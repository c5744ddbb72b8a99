//! Full-screen dashboard layout.
//!
//! ```text
//! Market closed   Filter: last > 100            Mon Oct 19 14:02:11 2026
//! Dow 38123.50 (+0.42%)   S&P 500 ...   NASDAQ ...
//! Tokyo ...   HK ...   London ...   10-Year Yield ...
//! Euro ...   Yen ...   Oil ...   Gold ...
//!
//! Ticker▲    Last   Change  Change%  ...
//! AAPL     187.50    +1.25   +0.67%  ...
//! ...
//! Add tickers: MSFT_
//! ```

use ratatui::layout::{Alignment, Constraint, Direction, Layout, Position, Rect};
use ratatui::style::{Color, Modifier, Style};
use ratatui::text::{Line, Span};
use ratatui::widgets::{Cell, Clear, Paragraph, Row, Table, Wrap};
use ratatui::Frame;

use crate::market::{Column, MarketSnapshot, MARKET_ROWS};

use super::dashboard::{format_cell, format_percent, format_price, MISSING};
use super::screen::{Overlay, View};

/// Rows not available to quotes: status, three market rows, a blank,
/// the table header and the prompt.
pub const CHROME_ROWS: u16 = 7;

pub const TIME_FORMAT: &str = "%a %b %e %H:%M:%S %Y";

const HELP: &str = "\
Market dashboard

  +        Add stocks to the list
  -        Remove stocks from the list
  o        Change column sort order
  g        Group stocks by advancing/declining issues
  f        Set a filter
  F        Clear the filter
  p        Pause or resume market data updates
  ?  h     Show this help screen
  PgDn PgUp  Scroll the quotes list
  q  Esc   Quit

Press any key to continue...";

/// Quote rows that fit in a terminal `height` rows tall.
pub fn visible_rows(height: u16) -> usize {
    height.saturating_sub(CHROME_ROWS) as usize
}

pub fn draw(f: &mut Frame, view: &View<'_>) {
    if view.overlay == Overlay::Help {
        draw_help(f);
        return;
    }

    let area = f.area();
    let rows = Layout::default()
        .direction(Direction::Vertical)
        .constraints([
            Constraint::Length(1), // status
            Constraint::Length(3), // market
            Constraint::Length(1), // blank
            Constraint::Min(1),    // quotes table
            Constraint::Length(1), // prompt
        ])
        .split(area);

    draw_status(f, view, rows[0]);
    draw_market(f, view.market, rows[1]);
    draw_quotes(f, view, rows[3]);
    if let Overlay::Prompt {
        label,
        text,
        cursor,
    } = &view.overlay
    {
        draw_prompt(f, label, text, *cursor, rows[4]);
    }
}

fn draw_help(f: &mut Frame) {
    let area = f.area();
    f.render_widget(Clear, area);
    f.render_widget(Paragraph::new(HELP).wrap(Wrap { trim: false }), area);
}

fn draw_status(f: &mut Frame, view: &View<'_>, area: Rect) {
    let (state, color) = if view.market.open {
        ("Market open", Color::Green)
    } else {
        ("Market closed", Color::Yellow)
    };
    let mut left = vec![Span::styled(
        state,
        Style::default().fg(color).add_modifier(Modifier::BOLD),
    )];
    if !view.filter.is_empty() {
        left.push(Span::raw(format!("   Filter: {}", view.filter)));
    }
    f.render_widget(Paragraph::new(Line::from(left)), area);

    let mut right = Vec::new();
    if view.paused {
        right.push(Span::styled(
            "PAUSED ",
            Style::default().fg(Color::Black).bg(Color::Yellow),
        ));
    }
    right.push(Span::raw(view.clock.format(TIME_FORMAT).to_string()));
    f.render_widget(
        Paragraph::new(Line::from(right)).alignment(Alignment::Right),
        area,
    );
}

fn draw_market(f: &mut Frame, market: &MarketSnapshot, area: Rect) {
    let lines: Vec<Line> = MARKET_ROWS
        .iter()
        .map(|row| {
            let mut spans = Vec::new();
            for (i, (label, symbol)) in row.iter().enumerate() {
                if i > 0 {
                    spans.push(Span::raw("   "));
                }
                spans.push(Span::styled(
                    *label,
                    Style::default().add_modifier(Modifier::BOLD),
                ));
                spans.push(Span::raw(" "));
                match market.get(symbol) {
                    Some(q) => spans.push(Span::styled(
                        format!("{} ({})", format_price(q.last), format_percent(q.change_percent)),
                        change_style(q.change),
                    )),
                    None => spans.push(Span::raw(MISSING)),
                }
            }
            Line::from(spans)
        })
        .collect();
    f.render_widget(Paragraph::new(lines), area);
}

fn draw_quotes(f: &mut Frame, view: &View<'_>, area: Rect) {
    let selected = match view.overlay {
        Overlay::Columns { selected } => Some(selected),
        _ => None,
    };

    let header = Row::new(Column::ALL.iter().map(|&column| {
        let mut title = column.header().to_string();
        if column == view.sort_column {
            title.push(if view.ascending { '▲' } else { '▼' });
        }
        let mut style = Style::default().add_modifier(Modifier::BOLD);
        if selected == Some(column) {
            style = style.add_modifier(Modifier::REVERSED);
        }
        Cell::from(title).style(style)
    }));

    let body_rows = area.height.saturating_sub(1) as usize;
    let rows = view
        .quotes
        .iter()
        .skip(view.offset)
        .take(body_rows)
        .map(|quote| {
            Row::new(Column::ALL.iter().map(|&column| Cell::from(format_cell(quote, column))))
                .style(change_style(quote.change))
        });

    let widths = Column::ALL.iter().map(|c| Constraint::Length(c.width()));
    let table = Table::new(rows, widths).header(header).column_spacing(1);
    f.render_widget(table, area);
}

fn draw_prompt(f: &mut Frame, label: &str, text: &str, cursor: usize, area: Rect) {
    let line = Line::from(vec![
        Span::styled(label, Style::default().add_modifier(Modifier::BOLD)),
        Span::raw(text),
    ]);
    f.render_widget(Paragraph::new(line), area);

    let column = (label.chars().count() + cursor) as u16;
    f.set_cursor_position(Position::new(
        area.x + column.min(area.width.saturating_sub(1)),
        area.y,
    ));
}

fn change_style(change: f64) -> Style {
    if change < 0.0 {
        Style::default().fg(Color::Red)
    } else {
        Style::default().fg(Color::Green)
    }
}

-*-

- _Instructions to follow_: How many of the lines above contain the string "blank"? Give the number only.

- _Response to this exercise_: 2